Data for processing:
Start of Block

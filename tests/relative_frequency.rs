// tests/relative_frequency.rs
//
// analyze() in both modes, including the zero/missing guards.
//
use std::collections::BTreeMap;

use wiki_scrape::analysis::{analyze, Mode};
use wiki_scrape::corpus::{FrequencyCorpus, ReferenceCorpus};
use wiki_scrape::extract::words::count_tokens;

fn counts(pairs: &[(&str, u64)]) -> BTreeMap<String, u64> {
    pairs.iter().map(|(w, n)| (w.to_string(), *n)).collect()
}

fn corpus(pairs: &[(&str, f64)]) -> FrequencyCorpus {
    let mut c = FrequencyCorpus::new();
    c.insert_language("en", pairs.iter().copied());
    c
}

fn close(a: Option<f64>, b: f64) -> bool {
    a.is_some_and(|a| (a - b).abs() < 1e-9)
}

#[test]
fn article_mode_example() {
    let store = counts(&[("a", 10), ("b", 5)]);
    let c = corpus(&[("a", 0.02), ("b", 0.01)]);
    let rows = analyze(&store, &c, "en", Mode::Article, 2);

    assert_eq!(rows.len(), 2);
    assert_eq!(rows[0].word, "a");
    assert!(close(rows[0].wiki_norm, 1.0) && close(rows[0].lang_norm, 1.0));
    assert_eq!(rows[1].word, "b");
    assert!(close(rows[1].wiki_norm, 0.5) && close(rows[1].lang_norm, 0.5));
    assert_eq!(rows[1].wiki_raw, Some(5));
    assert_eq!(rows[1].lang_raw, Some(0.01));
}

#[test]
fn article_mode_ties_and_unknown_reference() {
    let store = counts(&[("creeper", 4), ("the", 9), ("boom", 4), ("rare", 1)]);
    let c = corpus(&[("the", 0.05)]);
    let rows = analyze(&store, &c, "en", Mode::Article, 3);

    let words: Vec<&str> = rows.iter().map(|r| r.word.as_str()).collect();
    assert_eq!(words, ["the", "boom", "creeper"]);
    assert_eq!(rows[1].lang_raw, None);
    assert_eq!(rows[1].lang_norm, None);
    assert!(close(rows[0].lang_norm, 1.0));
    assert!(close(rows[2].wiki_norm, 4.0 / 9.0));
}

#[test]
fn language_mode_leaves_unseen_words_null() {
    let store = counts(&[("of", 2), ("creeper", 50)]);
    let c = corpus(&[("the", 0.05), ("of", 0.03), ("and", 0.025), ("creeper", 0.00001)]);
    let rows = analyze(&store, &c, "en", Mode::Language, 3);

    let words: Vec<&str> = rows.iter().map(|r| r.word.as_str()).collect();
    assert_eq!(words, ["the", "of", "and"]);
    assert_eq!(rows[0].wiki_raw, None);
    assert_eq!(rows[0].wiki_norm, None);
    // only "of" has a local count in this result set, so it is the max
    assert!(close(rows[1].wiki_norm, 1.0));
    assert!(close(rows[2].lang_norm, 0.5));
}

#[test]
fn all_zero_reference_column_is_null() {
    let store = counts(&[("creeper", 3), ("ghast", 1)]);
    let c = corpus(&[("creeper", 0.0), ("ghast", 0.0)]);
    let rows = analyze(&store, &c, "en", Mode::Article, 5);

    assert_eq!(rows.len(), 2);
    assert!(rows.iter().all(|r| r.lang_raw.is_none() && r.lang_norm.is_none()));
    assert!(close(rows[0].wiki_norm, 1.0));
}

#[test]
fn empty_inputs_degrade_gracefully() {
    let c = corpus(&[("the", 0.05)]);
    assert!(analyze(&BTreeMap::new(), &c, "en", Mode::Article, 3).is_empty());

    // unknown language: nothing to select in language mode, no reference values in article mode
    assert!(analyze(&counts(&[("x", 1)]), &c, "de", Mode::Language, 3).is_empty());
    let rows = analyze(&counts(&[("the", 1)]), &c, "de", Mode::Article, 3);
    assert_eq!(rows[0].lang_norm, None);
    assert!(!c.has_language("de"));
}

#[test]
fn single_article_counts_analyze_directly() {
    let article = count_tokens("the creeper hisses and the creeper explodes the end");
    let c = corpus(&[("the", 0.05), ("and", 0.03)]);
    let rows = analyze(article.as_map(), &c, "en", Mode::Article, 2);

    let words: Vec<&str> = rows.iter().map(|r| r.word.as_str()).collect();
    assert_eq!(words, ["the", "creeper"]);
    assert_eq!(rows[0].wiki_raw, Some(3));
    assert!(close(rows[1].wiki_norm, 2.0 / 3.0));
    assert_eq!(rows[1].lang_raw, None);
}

End of Block
Start of Block

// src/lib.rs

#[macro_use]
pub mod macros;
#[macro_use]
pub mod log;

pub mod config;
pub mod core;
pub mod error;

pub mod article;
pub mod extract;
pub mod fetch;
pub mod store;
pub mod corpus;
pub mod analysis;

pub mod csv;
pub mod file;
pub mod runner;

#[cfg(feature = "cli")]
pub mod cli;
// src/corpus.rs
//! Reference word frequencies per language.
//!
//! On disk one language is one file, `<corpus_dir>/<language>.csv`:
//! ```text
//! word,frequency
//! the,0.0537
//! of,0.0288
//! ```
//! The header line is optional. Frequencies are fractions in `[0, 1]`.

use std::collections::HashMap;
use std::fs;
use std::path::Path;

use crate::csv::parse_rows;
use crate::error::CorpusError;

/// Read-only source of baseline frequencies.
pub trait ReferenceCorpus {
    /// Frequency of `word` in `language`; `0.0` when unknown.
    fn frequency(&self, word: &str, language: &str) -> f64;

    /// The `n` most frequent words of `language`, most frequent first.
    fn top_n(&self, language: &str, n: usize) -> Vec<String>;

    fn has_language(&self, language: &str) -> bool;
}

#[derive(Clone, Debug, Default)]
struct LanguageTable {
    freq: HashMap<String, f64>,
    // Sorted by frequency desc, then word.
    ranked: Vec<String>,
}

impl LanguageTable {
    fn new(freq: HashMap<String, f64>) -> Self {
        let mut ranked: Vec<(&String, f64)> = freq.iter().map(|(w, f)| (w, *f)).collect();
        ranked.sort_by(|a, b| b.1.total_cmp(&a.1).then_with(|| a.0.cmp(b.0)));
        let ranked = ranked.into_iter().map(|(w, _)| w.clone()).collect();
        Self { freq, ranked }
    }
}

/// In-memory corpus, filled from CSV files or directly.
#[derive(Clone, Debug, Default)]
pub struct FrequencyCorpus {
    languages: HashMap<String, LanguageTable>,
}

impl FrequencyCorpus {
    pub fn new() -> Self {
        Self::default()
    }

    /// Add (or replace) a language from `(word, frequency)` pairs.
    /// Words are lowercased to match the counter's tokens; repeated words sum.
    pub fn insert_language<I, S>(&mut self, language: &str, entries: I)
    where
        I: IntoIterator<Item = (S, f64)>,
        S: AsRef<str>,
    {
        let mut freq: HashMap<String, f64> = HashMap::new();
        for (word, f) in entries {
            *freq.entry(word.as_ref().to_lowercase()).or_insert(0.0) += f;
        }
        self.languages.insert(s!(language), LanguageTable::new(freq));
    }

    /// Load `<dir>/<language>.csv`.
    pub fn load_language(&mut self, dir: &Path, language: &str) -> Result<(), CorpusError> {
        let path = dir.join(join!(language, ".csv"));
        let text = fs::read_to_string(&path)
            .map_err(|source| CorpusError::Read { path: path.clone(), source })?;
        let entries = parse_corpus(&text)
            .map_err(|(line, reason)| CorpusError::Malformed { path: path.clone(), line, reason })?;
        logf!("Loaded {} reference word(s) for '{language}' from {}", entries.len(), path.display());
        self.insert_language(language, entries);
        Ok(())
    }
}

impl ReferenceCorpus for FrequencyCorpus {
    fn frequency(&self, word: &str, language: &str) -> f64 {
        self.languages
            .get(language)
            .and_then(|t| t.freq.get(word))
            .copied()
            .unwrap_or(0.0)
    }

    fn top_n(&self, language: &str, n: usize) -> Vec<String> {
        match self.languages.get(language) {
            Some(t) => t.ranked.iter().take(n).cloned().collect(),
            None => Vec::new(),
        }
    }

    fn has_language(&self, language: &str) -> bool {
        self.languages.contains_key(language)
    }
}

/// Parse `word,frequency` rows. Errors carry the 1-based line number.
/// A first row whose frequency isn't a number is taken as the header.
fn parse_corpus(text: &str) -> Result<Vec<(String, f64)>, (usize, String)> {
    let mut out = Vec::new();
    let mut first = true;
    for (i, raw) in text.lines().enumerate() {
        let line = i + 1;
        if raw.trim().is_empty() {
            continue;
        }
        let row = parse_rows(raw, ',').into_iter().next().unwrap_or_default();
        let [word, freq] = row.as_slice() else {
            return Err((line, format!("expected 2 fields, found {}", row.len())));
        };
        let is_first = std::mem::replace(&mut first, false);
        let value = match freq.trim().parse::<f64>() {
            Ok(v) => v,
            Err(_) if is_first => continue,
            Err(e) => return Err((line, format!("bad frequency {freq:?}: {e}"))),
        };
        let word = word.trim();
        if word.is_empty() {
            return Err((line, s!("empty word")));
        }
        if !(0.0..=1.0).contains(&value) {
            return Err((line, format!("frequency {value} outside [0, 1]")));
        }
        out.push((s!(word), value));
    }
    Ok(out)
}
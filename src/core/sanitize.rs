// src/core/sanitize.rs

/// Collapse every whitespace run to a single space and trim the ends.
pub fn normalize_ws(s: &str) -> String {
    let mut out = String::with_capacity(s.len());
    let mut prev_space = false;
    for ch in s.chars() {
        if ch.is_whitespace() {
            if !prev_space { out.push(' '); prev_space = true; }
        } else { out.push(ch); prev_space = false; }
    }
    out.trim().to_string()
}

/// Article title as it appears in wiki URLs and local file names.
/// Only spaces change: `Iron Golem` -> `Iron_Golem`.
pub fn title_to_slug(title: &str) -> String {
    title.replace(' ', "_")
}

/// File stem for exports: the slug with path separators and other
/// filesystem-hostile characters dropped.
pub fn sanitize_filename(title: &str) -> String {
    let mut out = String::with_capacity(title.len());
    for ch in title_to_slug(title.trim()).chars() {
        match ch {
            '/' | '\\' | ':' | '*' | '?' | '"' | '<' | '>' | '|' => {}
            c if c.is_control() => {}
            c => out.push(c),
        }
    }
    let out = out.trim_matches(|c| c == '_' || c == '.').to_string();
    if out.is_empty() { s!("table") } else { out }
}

End of Block

Task requirements: All of the lines above that carry the string "return" need to be found and copied.

Output of the task:
            return Err((line, format!("expected 2 fields, found {}", row.len())));
            Err(e) => return Err((line, format!("bad frequency {freq:?}: {e}"))),
            return Err((line, s!("empty word")));
            return Err((line, format!("frequency {value} outside [0, 1]")));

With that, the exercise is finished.